*** MATERIAL SUPPLIED ***
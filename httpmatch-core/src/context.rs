// Copyright 2024 Wladimir Palant
//
// Licensed under the Apache License, Version 2.0 (the "License");
// you may not use this file except in compliance with the License.
// You may obtain a copy of the License at
//
// http://www.apache.org/licenses/LICENSE-2.0
//
// Unless required by applicable law or agreed to in writing, software
// distributed under the License is distributed on an "AS IS" BASIS,
// WITHOUT WARRANTIES OR CONDITIONS OF ANY KIND, either express or implied.
// See the License for the specific language governing permissions and
// limitations under the License.

//! Wires a fresh [`Replacer`] and [`VarsStore`] into a request's extensions before any matcher
//! runs, and hands matchers a typed way to get them back out. A matcher that reaches into the
//! extensions and finds neither has a wiring bug, not a bad request: see [`ContractError`].

use crate::error::ContractError;
use crate::replacer::{
    EnvProvider, RegexProvider, Replacer, RequestProvider, RequestSnapshot, SharedCaptures,
    SharedVars, SystemProvider, VarsProvider,
};
use crate::vars::VarsStore;
use httpmatch_utils::RequestContext;
use log::trace;
use std::collections::HashMap;
use std::sync::{Arc, Mutex};

/// Installs a fresh [`Replacer`] (with the default provider stack) and an empty [`VarsStore`]
/// into `ctx`'s extensions. Must run once per request before any matcher is evaluated.
pub fn install(ctx: &mut RequestContext) {
    let snapshot = RequestSnapshot::capture(ctx);
    let vars: SharedVars = Arc::new(Mutex::new(VarsStore::new()));
    let captures: SharedCaptures = Arc::new(Mutex::new(HashMap::new()));

    let mut replacer = Replacer::new();
    replacer.push_provider(EnvProvider);
    replacer.push_provider(SystemProvider);
    replacer.push_provider(RequestProvider::new(snapshot));
    replacer.push_provider(VarsProvider::new(vars.clone()));
    replacer.push_provider(RegexProvider::new(captures.clone()));

    ctx.extensions_mut().insert(replacer);
    ctx.extensions_mut().insert(vars);
    ctx.extensions_mut().insert(captures);
    trace!("installed Replacer and VarsStore for {:?}", ctx.uri());
}

/// Borrows the request's `Replacer`.
pub fn replacer(ctx: &RequestContext) -> Result<&Replacer, ContractError> {
    ctx.extensions()
        .get::<Replacer>()
        .ok_or(ContractError("Replacer"))
}

/// Mutably borrows the request's `Replacer`.
pub fn replacer_mut(ctx: &mut RequestContext) -> Result<&mut Replacer, ContractError> {
    ctx.extensions_mut()
        .get_mut::<Replacer>()
        .ok_or(ContractError("Replacer"))
}

/// Borrows the request's shared `VarsStore` handle.
pub fn vars(ctx: &RequestContext) -> Result<&SharedVars, ContractError> {
    ctx.extensions()
        .get::<SharedVars>()
        .ok_or(ContractError("VarsStore"))
}

/// Borrows the request's shared regex capture table.
pub fn captures(ctx: &RequestContext) -> Result<&SharedCaptures, ContractError> {
    ctx.extensions()
        .get::<SharedCaptures>()
        .ok_or(ContractError("regex captures"))
}

#[cfg(test)]
mod tests {
    use super::*;
    use httpmatch_utils::create_test_session;
    use pingora::http::RequestHeader;
    use test_log::test;

    #[test(tokio::test)]
    async fn install_makes_replacer_and_vars_available() {
        let header = RequestHeader::build("GET", b"/", None).unwrap();
        let session = create_test_session(header).await;
        let mut ctx = RequestContext::new(session);

        install(&mut ctx);

        assert!(replacer(&ctx).is_ok());
        assert!(vars(&ctx).is_ok());
        assert!(captures(&ctx).is_ok());
    }

    #[test(tokio::test)]
    async fn missing_install_is_a_contract_error() {
        let header = RequestHeader::build("GET", b"/", None).unwrap();
        let session = create_test_session(header).await;
        let ctx = RequestContext::new(session);

        assert!(replacer(&ctx).is_err());
    }

    #[test(tokio::test)]
    async fn request_provider_exposes_method_and_host() {
        let mut header = RequestHeader::build("GET", b"/foo?x=1", None).unwrap();
        header
            .insert_header(http::header::HOST, "example.com")
            .unwrap();
        let session = create_test_session(header).await;
        let mut ctx = RequestContext::new(session);
        install(&mut ctx);

        let replacer = replacer(&ctx).unwrap();
        assert_eq!(
            replacer.get("http.request.method").as_deref(),
            Some("GET")
        );
        assert_eq!(
            replacer.get("http.request.host").as_deref(),
            Some("example.com")
        );
        assert_eq!(
            replacer.get("http.request.uri.path").as_deref(),
            Some("/foo")
        );
    }
}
*** End of MATERIAL SUPPLIED ***
— WHAT YOU HAVE TO DO —
Copy out the lines above that hold the string "fresh".

— REPLY —
//! Wires a fresh [`Replacer`] and [`VarsStore`] into a request's extensions before any matcher
/// Installs a fresh [`Replacer`] (with the default provider stack) and an empty [`VarsStore`]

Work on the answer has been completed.